Crickets are hemimetabolic insects, whose life cycle consists of an egg stage, a larval or nymph stage that increasingly resembles the adult form as the nymph grows, and an adult stage. The egg hatches into a nymph about the size of a fruit fly. This passes through about ten larval stages, and with each successive moult it become more like an adult. After the final moult, the genitalia and wings are fully developed, but a period of maturation is needed before the cricket is ready to breed.
Crickets have many natural enemies and are subject to various pathogens and parasites. They are eaten by large numbers of vertebrate and invertebrate predators and their hard parts are often found when the contents of animal’s guts are examined. Mediterranean house geckos (Hemidactylus turcicus) have learned that although a calling decorated cricket (Gryllodes supplicans) may be safely-positioned out-of-reach in a burrow, female crickets attracted to the call can be intercepted and eaten. Crickets are simple to breed and maintain in captivity and are reared on a large scale as food for zoo and laboratory animals.
The entomopathogenic fungus Metarhizium anisopliae attacks and kills crickets and has been used as the basis of control in pest populations. The insects are also affected by the cricket paralysis virus, which has caused high levels of fatalities in cricket-rearing facilities. Other fatal diseases that have been identified in mass-rearing establishments include Rickettsia and three further viruses. The diseases may spread more rapidly if the crickets become cannibalistic and eat the corpses.
Red parasitic mites sometimes attach themselves to the dorsal region of crickets and may greatly affect them.

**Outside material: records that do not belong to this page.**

//! Tourist records and digital ID issuance endpoints.

use axum::{
    extract::{Path, Query, State},
    http::StatusCode,
    routing::{get, post},
    Json, Router,
};
use chrono::Utc;
use serde::{Deserialize, Serialize};
use tracing::debug;

use super::extract::ApiJson;
use crate::tourists::TouristView;
use crate::{
    issue_tourist_id, tier_counts, AppState, DigitalTouristId, SafetyResult, TierCounts,
    TouristIdRequest,
};

// ---

pub fn router() -> Router<AppState> {
    // ---
    Router::new()
        .route("/tourists", get(search_tourists))
        .route("/tourists/{id}", get(get_tourist))
        .route("/tourist-ids", post(issue_id))
}

/// Query parameters for `GET /tourists`.
#[derive(Debug, Deserialize)]
struct TouristsQuery {
    /// Matched against name, tourist id and last location.
    q: Option<String>,
}

#[derive(Debug, Serialize)]
struct TouristsResponse {
    tourists: Vec<TouristView>,
    counts: TierCounts,
}

async fn search_tourists(
    Query(params): Query<TouristsQuery>,
    State(state): State<AppState>,
) -> Json<TouristsResponse> {
    // ---
    let term = params.q.unwrap_or_default();
    let matches = state.tourists.search(&term);
    debug!("GET /tourists - '{}' matched {} records", term, matches.len());

    let now = Utc::now();
    Json(TouristsResponse {
        counts: tier_counts(matches.iter().copied()),
        tourists: matches.into_iter().map(|t| t.view(now)).collect(),
    })
}

async fn get_tourist(
    Path(id): Path<String>,
    State(state): State<AppState>,
) -> SafetyResult<Json<TouristView>> {
    // ---
    let tourist = state.tourists.get(&id)?;
    Ok(Json(tourist.view(Utc::now())))
}

async fn issue_id(
    ApiJson(request): ApiJson<TouristIdRequest>,
) -> SafetyResult<(StatusCode, Json<DigitalTouristId>)> {
    // ---
    let issued = issue_tourist_id(&request)?;
    Ok((StatusCode::CREATED, Json(issued)))
}
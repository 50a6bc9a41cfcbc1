//! Authority login guard.
//!
//! Credential checking is a capability injected through [`CredentialVerifier`].
//! [`StaticCredentialVerifier`] compares against the pair loaded from the
//! environment; a production deployment should plug in a real identity
//! service behind the same trait.

use serde::Deserialize;
use tracing::{info, warn};

use crate::error::{SafetyError, SafetyResult};

// ---

pub trait CredentialVerifier: Send + Sync {
    fn verify(&self, username: &str, password: &str) -> bool;
}

#[derive(Clone)]
pub struct StaticCredentialVerifier {
    username: String,
    password: String,
}

impl StaticCredentialVerifier {
    pub fn new(username: impl Into<String>, password: impl Into<String>) -> Self {
        StaticCredentialVerifier {
            username: username.into(),
            password: password.into(),
        }
    }
}

impl CredentialVerifier for StaticCredentialVerifier {
    fn verify(&self, username: &str, password: &str) -> bool {
        self.username == username && self.password == password
    }
}

#[derive(Debug, Clone, Default, Deserialize)]
pub struct LoginRequest {
    #[serde(default)]
    pub username: String,
    #[serde(default)]
    pub password: String,
}

/// Check the form is filled in, then ask the verifier.
pub fn login(verifier: &dyn CredentialVerifier, request: &LoginRequest) -> SafetyResult<()> {
    // ---
    let username = request.username.trim();
    if username.is_empty() {
        return Err(SafetyError::validation("username", "username is required"));
    }
    if request.password.is_empty() {
        return Err(SafetyError::validation("password", "password is required"));
    }

    if verifier.verify(username, &request.password) {
        info!(%username, "Authority login succeeded");
        Ok(())
    } else {
        warn!(%username, "Authority login rejected");
        Err(SafetyError::Authentication)
    }
}

#[cfg(test)]
mod tests {
    // ---
    use super::*;

    fn verifier() -> StaticCredentialVerifier {
        StaticCredentialVerifier::new("ranger", "s3cret")
    }

    fn request(username: &str, password: &str) -> LoginRequest {
        LoginRequest {
            username: username.to_string(),
            password: password.to_string(),
        }
    }

    #[test]
    fn test_login_success() {
        // ---
        assert_eq!(login(&verifier(), &request("ranger", "s3cret")), Ok(()));
        assert_eq!(login(&verifier(), &request("  ranger ", "s3cret")), Ok(()));
    }

    #[test]
    fn test_login_mismatch() {
        // ---
        assert_eq!(
            login(&verifier(), &request("ranger", "wrong")),
            Err(SafetyError::Authentication)
        );
        assert_eq!(
            login(&verifier(), &request("admin", "s3cret")),
            Err(SafetyError::Authentication)
        );
    }

    #[test]
    fn test_login_requires_fields() {
        // ---
        assert!(matches!(
            login(&verifier(), &request("", "s3cret")),
            Err(SafetyError::Validation { field: "username", .. })
        ));
        assert!(matches!(
            login(&verifier(), &request("ranger", "")),
            Err(SafetyError::Validation { field: "password", .. })
        ));
    }

    struct DenyAll;

    impl CredentialVerifier for DenyAll {
        fn verify(&self, _username: &str, _password: &str) -> bool {
            false
        }
    }

    #[test]
    fn test_injected_verifier_is_used() {
        // ---
        assert_eq!(
            login(&DenyAll, &request("ranger", "s3cret")),
            Err(SafetyError::Authentication)
        );
    }
}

The horsehair wormParagordius varius is an internal parasite and can control the behaviour of its cricket host and cause it to enter water, where the parasite continues its lifecycle and the cricket likely drowns. The larvae of the sarcophagid fly Sarcophaga kellyi develop inside the body cavity of field crickets. Female parasitic wasps Rhopalosoma lay their eggs on crickets, and their developing larvae gradually devour their hosts. Other wasps in the family Scelionidae are egg parasitoids, seeking out batches of eggs laid by crickets in plant tissues in which to insert their eggs.
The fly Ormia ochracea has very acute hearing and targets calling male crickets. It locates its prey by ear and then lays its eggs nearby. The developing larvae burrow inside any crickets with which they come in contact and in the course of a week or so, devour what remains of the host before pupating. In Florida it was found that the parasitic flies were only present in the autumn and that at that time of year the males sang less but for longer periods. There is a trade-off for the male between attracting females and being parasitized.